On retrouve déjà donc la thématique de la prédestination que partage Maud avec les saint·e·s du christianisme catholique, ainsi que le combat contre les vices d’un monde moderne jugé obscène. On évolue ainsi dans une Angleterre rongée par l’envie de l’argent, du sexe et des plaisirs matérialistes qui contraste avec la sobriété de l’appartement de Maud, faisant penser à une véritable cellule monastique. C’est dans ce même appartement d’ailleurs que l’on voit la psychologie du personnage évoluer dans ses différents stades : du doute, à la révélation, et de la révélation à la folie.

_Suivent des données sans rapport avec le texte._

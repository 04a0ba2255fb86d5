//! Fan-in loading: the render pipeline runs exactly once, and only when
//! every source arrived intact.

use shared::fixtures;
use shared::harness::ViewerHarness;
use shared::Delivery;

const SOURCES: [&str; 3] = ["rank0.json", "rank1.json", "rank2.json"];

fn payload(rank: u32) -> String {
    let x = rank as f64 * 2.0;
    fixtures::triangle_json(rank, [[x, 0.0], [x + 1.0, 0.0], [x, 1.0]])
}

#[test]
fn test_all_orders_trigger_once() {
    let orders = [
        [0, 1, 2],
        [0, 2, 1],
        [1, 0, 2],
        [1, 2, 0],
        [2, 0, 1],
        [2, 1, 0],
    ];
    for order in orders {
        let mut h = ViewerHarness::new("mv");
        h.load_data(&SOURCES).unwrap();
        for (n, &i) in order.iter().enumerate() {
            let d = h.arrive(i, &payload(i as u32));
            if n < 2 {
                assert!(matches!(d, Delivery::Waiting { .. }), "order {order:?}");
            } else {
                assert_eq!(d, Delivery::Ready, "order {order:?}");
            }
        }
        assert_eq!(h.pipeline_runs(), 1, "order {order:?}");

        // Mesh index follows request order, not arrival order.
        let ranks: Vec<_> = h.scene().unwrap().meshes().iter().map(|m| m.rank()).collect();
        assert_eq!(ranks, [0, 1, 2]);

        // Late duplicates do not re-run the pipeline.
        assert_eq!(h.arrive(0, &payload(0)), Delivery::Ignored);
        assert_eq!(h.pipeline_runs(), 1);
    }
}

#[test]
fn test_one_failure_never_triggers() {
    let mut h = ViewerHarness::new("mv");
    h.load_data(&SOURCES).unwrap();

    h.arrive(0, &payload(0));
    assert!(matches!(h.fail(1, "404 Not Found"), Delivery::Failed(_)));
    assert_eq!(h.arrive(2, &payload(2)), Delivery::Ignored);

    assert_eq!(h.pipeline_runs(), 0);
    assert!(h.scene().is_none());
    assert!(h.error().unwrap().contains("404"));
    assert!(h.error().unwrap().contains("rank1.json"));
}

#[test]
fn test_point_mesh_keeps_positive_view_box() {
    let mut h = ViewerHarness::new("mv");
    h.load_data(&["dot.json"]).unwrap();

    let dot = r#"{"rank": 0, "nodes": {"0": {"pos": [1, 1]}}, "zones": {"0": {"nids": [0]}},
                  "bbox": {"min0": 1, "max0": 1, "min1": 1, "max1": 1}}"#;
    assert_eq!(h.arrive(0, dot), Delivery::Ready);

    let fitted = h.view_box().unwrap();
    assert!(fitted.width > 0.0 && fitted.height > 0.0);
    let resized = h.resize(400.0, 300.0).unwrap();
    assert!(resized.width > 0.0 && resized.height > 0.0);
}

#[test]
fn test_duplicate_zone_ids_render_once() {
    let mut h = ViewerHarness::new("mv");
    h.load_data(&["dup.json"]).unwrap();

    let dup = r#"{"rank": 0,
                  "nodes": {"0": {"pos": [0, 0]}, "1": {"pos": [1, 0]}, "2": {"pos": [0, 1]}},
                  "zones": {"5": {"nids": [0, 1]}, "5": {"nids": [0, 1, 2]}},
                  "bbox": {"min0": 0, "max0": 1, "min1": 0, "max1": 1}}"#;
    assert_eq!(h.arrive(0, dup), Delivery::Ready);

    let ids: Vec<_> = h.elements().iter().map(|e| e.dom_id.as_str()).collect();
    assert_eq!(ids, ["mv_z_0_5"]);
}

#[test]
fn test_integrity_failure_names_source() {
    let mut h = ViewerHarness::new("mv");
    h.load_data(&SOURCES).unwrap();

    let broken = r#"{"rank": 1, "nodes": {}, "zones": {"3": {"nids": [0]}},
                     "bbox": {"min0": 0, "max0": 1, "min1": 0, "max1": 1}}"#;
    h.arrive(0, &payload(0));
    match h.arrive(1, broken) {
        Delivery::Failed(msg) => {
            assert!(msg.contains("rank1.json"));
            assert!(msg.contains("missing node"));
        }
        other => panic!("expected failure, got {other:?}"),
    }
    h.arrive(2, &payload(2));
    assert_eq!(h.pipeline_runs(), 0);
}

#[test]
fn test_empty_source_list() {
    let mut h = ViewerHarness::new("mv");
    assert!(h.load_data(&[]).is_err());
    assert_eq!(h.pipeline_runs(), 0);
    assert!(h.error().is_some());
}

#[test]
fn test_bundled_sample_data() {
    let mut h = ViewerHarness::new("mv");
    h.load_data(&["data/rank0.json", "data/rank1.json"]).unwrap();
    h.arrive(1, include_str!("../../../data/rank1.json"));
    assert_eq!(
        h.arrive(0, include_str!("../../../data/rank0.json")),
        Delivery::Ready
    );
    assert_eq!(h.elements().len(), 5);

    let vb = h.view_box().unwrap();
    assert_eq!((vb.x, vb.y), (0.0, -2.0));
    assert_eq!(vb.height, 2.0);
}
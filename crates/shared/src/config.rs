//! Viewer configuration

use serde::{Deserialize, Serialize};

use crate::error::ConfigError;
use crate::geometry::SHRINK_FACTOR;
use crate::palette::default_palette;

/// Tunables of a viewer instance. Every field has a default so a host can
/// pass a partial object (or nothing at all).
#[derive(Debug, Clone, PartialEq, Serialize, Deserialize)]
#[serde(default)]
pub struct ViewerConfig {
    /// Fraction of each node position kept when pulling zones toward their
    /// centroid. 1.0 draws zones without gaps.
    pub shrink: f64,
    /// Inclusive [min, max] zoom scale.
    pub scale_extent: [f64; 2],
    /// Fill colours indexed by rank (wrapping).
    pub palette: Vec<String>,
    /// Gap in pixels between the pointer and the tooltip's bottom edge.
    pub tooltip_offset: f64,
    /// Tooltip fade duration in milliseconds.
    pub tooltip_fade_ms: u32,
}

impl Default for ViewerConfig {
    fn default() -> Self {
        Self {
            shrink: SHRINK_FACTOR,
            scale_extent: [0.1, 100.0],
            palette: default_palette(),
            tooltip_offset: 3.0,
            tooltip_fade_ms: 250,
        }
    }
}

impl ViewerConfig {
    pub fn validate(&self) -> Result<(), ConfigError> {
        if !(self.shrink > 0.0 && self.shrink <= 1.0) {
            return Err(ConfigError::ShrinkFactor(self.shrink));
        }
        let [lo, hi] = self.scale_extent;
        if !(lo > 0.0 && lo <= hi && hi.is_finite()) {
            return Err(ConfigError::ScaleExtent(lo, hi));
        }
        if self.palette.is_empty() {
            return Err(ConfigError::EmptyPalette);
        }
        Ok(())
    }

    /// Parse a (possibly partial) JSON config and validate it.
    pub fn from_json(json: &str) -> Result<Self, String> {
        let config: ViewerConfig = serde_json::from_str(json).map_err(|e| e.to_string())?;
        config.validate().map_err(|e| e.to_string())?;
        Ok(config)
    }
}

#[cfg(test)]
mod tests {
    use super::*;

    #[test]
    fn test_default_is_valid() {
        let config = ViewerConfig::default();
        assert!(config.validate().is_ok());
        assert_eq!(config.palette.len(), 16);
        assert_eq!(config.scale_extent, [0.1, 100.0]);
    }

    #[test]
    fn test_partial_json_uses_defaults() {
        let config = ViewerConfig::from_json(r#"{"shrink": 0.8}"#).unwrap();
        assert_eq!(config.shrink, 0.8);
        assert_eq!(config.tooltip_offset, 3.0);
    }

    #[test]
    fn test_invalid_values_rejected() {
        let mut config = ViewerConfig::default();
        config.shrink = 0.0;
        assert_eq!(config.validate(), Err(ConfigError::ShrinkFactor(0.0)));

        config.shrink = 0.9;
        config.scale_extent = [10.0, 1.0];
        assert!(matches!(config.validate(), Err(ConfigError::ScaleExtent(..))));

        config.scale_extent = [0.1, 100.0];
        config.palette.clear();
        assert_eq!(config.validate(), Err(ConfigError::EmptyPalette));

        assert!(ViewerConfig::from_json(r#"{"palette": []}"#).is_err());
    }
}
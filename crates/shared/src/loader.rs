//! Fan-in join for asynchronously loaded data sources.
//!
//! Every requested source gets a slot. Completions may arrive in any order;
//! the barrier reports `Ready` exactly once when all slots are filled, or
//! `Failed` exactly once on the first failure, after which the remaining
//! deliveries are ignored.

use crate::error::{LoadError, LoadResult};

/// Settlement state of a [`FanIn`].
#[derive(Debug, Clone, Copy, PartialEq, Eq)]
pub enum FanInState {
    Pending,
    Ready,
    Failed,
}

/// Outcome of delivering one result to a [`FanIn`].
#[derive(Debug)]
pub enum FanInEvent<T> {
    /// Still waiting for other sources.
    Waiting { received: usize, expected: usize },
    /// Every source arrived; values are in request order.
    Ready(Vec<T>),
    /// First failure; the pipeline must not run.
    Failed(LoadError),
    /// The barrier already settled, or the delivery was a duplicate.
    Ignored,
}

#[derive(Debug)]
pub struct FanIn<T> {
    sources: Vec<String>,
    slots: Vec<Option<T>>,
    received: usize,
    state: FanInState,
}

impl<T> FanIn<T> {
    /// Barrier over `sources`, in request order.
    pub fn new(sources: Vec<String>) -> LoadResult<Self> {
        if sources.is_empty() {
            return Err(LoadError::NoSources);
        }
        let slots = sources.iter().map(|_| None).collect();
        Ok(Self {
            sources,
            slots,
            received: 0,
            state: FanInState::Pending,
        })
    }

    pub fn state(&self) -> FanInState {
        self.state
    }

    pub fn expected(&self) -> usize {
        self.slots.len()
    }

    pub fn received(&self) -> usize {
        self.received
    }

    pub fn sources(&self) -> &[String] {
        &self.sources
    }

    /// Record the value loaded for source `index`.
    pub fn complete(&mut self, index: usize, value: T) -> FanInEvent<T> {
        if self.state != FanInState::Pending {
            return FanInEvent::Ignored;
        }
        let Some(slot) = self.slots.get_mut(index) else {
            tracing::warn!(index, "completion for unknown source ignored");
            return FanInEvent::Ignored;
        };
        if slot.is_some() {
            tracing::warn!(index, "duplicate completion ignored");
            return FanInEvent::Ignored;
        }
        *slot = Some(value);
        self.received += 1;

        if self.received < self.slots.len() {
            return FanInEvent::Waiting {
                received: self.received,
                expected: self.slots.len(),
            };
        }

        self.state = FanInState::Ready;
        let values: Vec<T> = self.slots.iter_mut().filter_map(Option::take).collect();
        FanInEvent::Ready(values)
    }

    /// Record a failure for source `index`.
    pub fn fail(&mut self, index: usize, error: LoadError) -> FanInEvent<T> {
        if self.state != FanInState::Pending {
            return FanInEvent::Ignored;
        }
        tracing::error!(index, %error, "data source failed, aborting load");
        self.state = FanInState::Failed;
        self.slots.clear();
        FanInEvent::Failed(error)
    }

    /// Deliver a result for source `index`.
    pub fn deliver(&mut self, index: usize, result: LoadResult<T>) -> FanInEvent<T> {
        match result {
            Ok(value) => self.complete(index, value),
            Err(error) => self.fail(index, error),
        }
    }
}
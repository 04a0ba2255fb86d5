use std::cell::RefCell;
use std::rc::Rc;

use shared::{Delivery, LoadResult, ViewerConfig, ViewerCore};
use wasm_bindgen::prelude::*;
use wasm_bindgen_futures::spawn_local;

use crate::dom::{self, MeshDom, Tooltip};
use crate::events;
use crate::fetch::fetch_text;

/// State shared between the viewer handle and its event closures.
pub(crate) struct ViewerState {
    pub core: ViewerCore,
    pub dom: Option<MeshDom>,
    pub tooltip: Tooltip,
}

pub(crate) type SharedState = Rc<RefCell<ViewerState>>;

/// Mesh viewer bound to the DOM element with id `name`
#[wasm_bindgen]
pub struct MeshViewer {
    state: SharedState,
}

#[wasm_bindgen]
impl MeshViewer {
    /// `config` is an optional (partial) `ViewerConfig` object.
    #[wasm_bindgen(constructor)]
    pub fn new(name: &str, config: JsValue) -> Result<MeshViewer, JsValue> {
        let config: ViewerConfig = if config.is_undefined() || config.is_null() {
            ViewerConfig::default()
        } else {
            serde_wasm_bindgen::from_value(config)
                .map_err(|e| JsValue::from_str(&format!("Invalid config: {}", e)))?
        };
        let core = ViewerCore::new(name, config).map_err(|e| JsValue::from_str(&e.to_string()))?;

        let document = dom::document()?;
        let tooltip = Tooltip::create(
            &document,
            core.config().tooltip_fade_ms,
            core.config().tooltip_offset,
        )?;

        Ok(Self {
            state: Rc::new(RefCell::new(ViewerState {
                core,
                dom: None,
                tooltip,
            })),
        })
    }

    /// Fetch every file; the mesh is built once all of them arrived.
    #[wasm_bindgen(js_name = loadData)]
    pub fn load_data(&self, files: Vec<String>) -> Result<(), JsValue> {
        let started = self.state.borrow_mut().core.begin_load(files.clone());
        if let Err(err) = started {
            let message = err.to_string();
            report_failure(&self.state, &message);
            return Err(JsValue::from_str(&message));
        }

        for (index, url) in files.into_iter().enumerate() {
            let state = Rc::clone(&self.state);
            spawn_local(async move {
                let payload = fetch_text(&url).await;
                on_delivery(&state, index, payload);
            });
        }
        Ok(())
    }

    /// Re-apply the container size. Window resizes are handled already; call
    /// this when the container changes size on its own.
    #[wasm_bindgen(js_name = updateViewBox)]
    pub fn update_view_box(&self) {
        events::update_view_box(&self.state);
    }

    /// Current view box as `[x, y, width, height]`, empty before load.
    #[wasm_bindgen(js_name = viewBox)]
    pub fn view_box(&self) -> Vec<f64> {
        let state = self.state.borrow();
        match state.core.scene() {
            Some(scene) => {
                let vb = scene.view_box();
                vec![vb.x, vb.y, vb.width, vb.height]
            }
            None => Vec::new(),
        }
    }

    #[wasm_bindgen(js_name = zoneCount)]
    pub fn zone_count(&self) -> usize {
        self.state
            .borrow()
            .core
            .scene()
            .map_or(0, |scene| scene.elements().len())
    }

    /// Lifecycle phase: "idle", "loading", "ready" or "failed".
    #[wasm_bindgen]
    pub fn state(&self) -> String {
        self.state.borrow().core.phase().label().to_string()
    }
}

fn on_delivery(state: &SharedState, index: usize, payload: LoadResult<String>) {
    let delivery = state.borrow_mut().core.deliver(index, payload);
    match delivery {
        Delivery::Ready => {
            if let Err(e) = run_pipeline(state) {
                let message = crate::fetch::js_message(&e);
                tracing::error!("render pipeline failed: {message}");
                report_failure(state, &message);
            }
        }
        Delivery::Failed(message) => report_failure(state, &message),
        Delivery::Waiting { received, expected } => {
            tracing::debug!("{received}/{expected} mesh files loaded");
        }
        Delivery::Ignored => {}
    }
}

fn report_failure(state: &SharedState, message: &str) {
    let name = state.borrow().core.name().to_string();
    let shown = dom::document().and_then(|doc| dom::show_error(&doc, &name, message));
    if let Err(e) = shown {
        tracing::error!("cannot show load error: {e:?}");
    }
}

/// Scaffold, zones, listeners, then the initial view box.
fn run_pipeline(state: &SharedState) -> Result<(), JsValue> {
    let document = dom::document()?;
    {
        let mut guard = state.borrow_mut();
        let st = &mut *guard;
        let scene = st
            .core
            .scene()
            .ok_or_else(|| JsValue::from_str("Scene not built"))?;

        let mesh_dom = MeshDom::create(&document, scene.name())?;
        for element in scene.elements() {
            mesh_dom.append_zone(&document, element)?;
        }
        st.dom = Some(mesh_dom);
    }

    events::attach(state)?;
    setup_view_box(state);
    Ok(())
}

fn setup_view_box(state: &SharedState) {
    let mut guard = state.borrow_mut();
    let st = &mut *guard;
    let (Some(mesh_dom), Some(scene)) = (st.dom.as_ref(), st.core.scene_mut()) else {
        return;
    };
    let (view_box, transform) = scene.setup_view_box(mesh_dom.viewport_size());
    mesh_dom.set_view_box(&view_box);
    mesh_dom.set_transform(&transform);
    tracing::info!("view box {}", view_box.to_attr());
}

Le monde dépeint par Glass est hostile à la croyance, tout comme les relations qu’entretient Maud avec les personnes qu’elle fréquente, qui sont assimilées à des antéchrists qu’elle doit éliminer. Ainsi, Saint Maud se comprend comme un véritable récit de saint·e·s, on retrouve toutes les thématiques et les schémas narratifs de l’hagiographie chrétienne à travers une œuvre qui se veut un reflet de La Légende dorée de Jacques de Voragine. Cependant, à la manière d’une réalisatrice du cinéma de genre et donc contrairement aux récits de La Légende Dorée, il y a un authentique doute sur la foi de Maud, Glass met en scène sa protagoniste dans un cadre visuel et narratif très sobre afin de brouiller l’esprit de son public qui ne sait si Maud est une mystique ou une simple folle, son passé se trouvant flou et troublé pour bien insister sur cette ambiguïté.

Cependant, on regrettera le plus grand défaut du film qui est sans doute sa durée qui, en conséquence, nous livre une œuvre chargée de sens mais qui ne prend pas assez le temps d’insister sur les postulats que la cinéaste pose dès les premières minutes de son film, si bien que la dimension horrifique et religieuse semble mal s’emboiter. On ressort ainsi soulagé·e de voir un film jongler brillamment avec des thématiques religieuses complexes mais en même temps déçu·e tant l’horreur mystique et profonde semble peu identifiable dans ses origines et ses modalités, ajoutez à cela quelques effets visuels numériques qui rentrent parfois trop en contradiction avec la sobriété plastique du métrage, et vous obtenez un film intriguant bourré de bonnes idées, mais qui peine à affirmer son côté horrifique en se reposant pleinement sur la profondeur psychologique du personnage de Maud.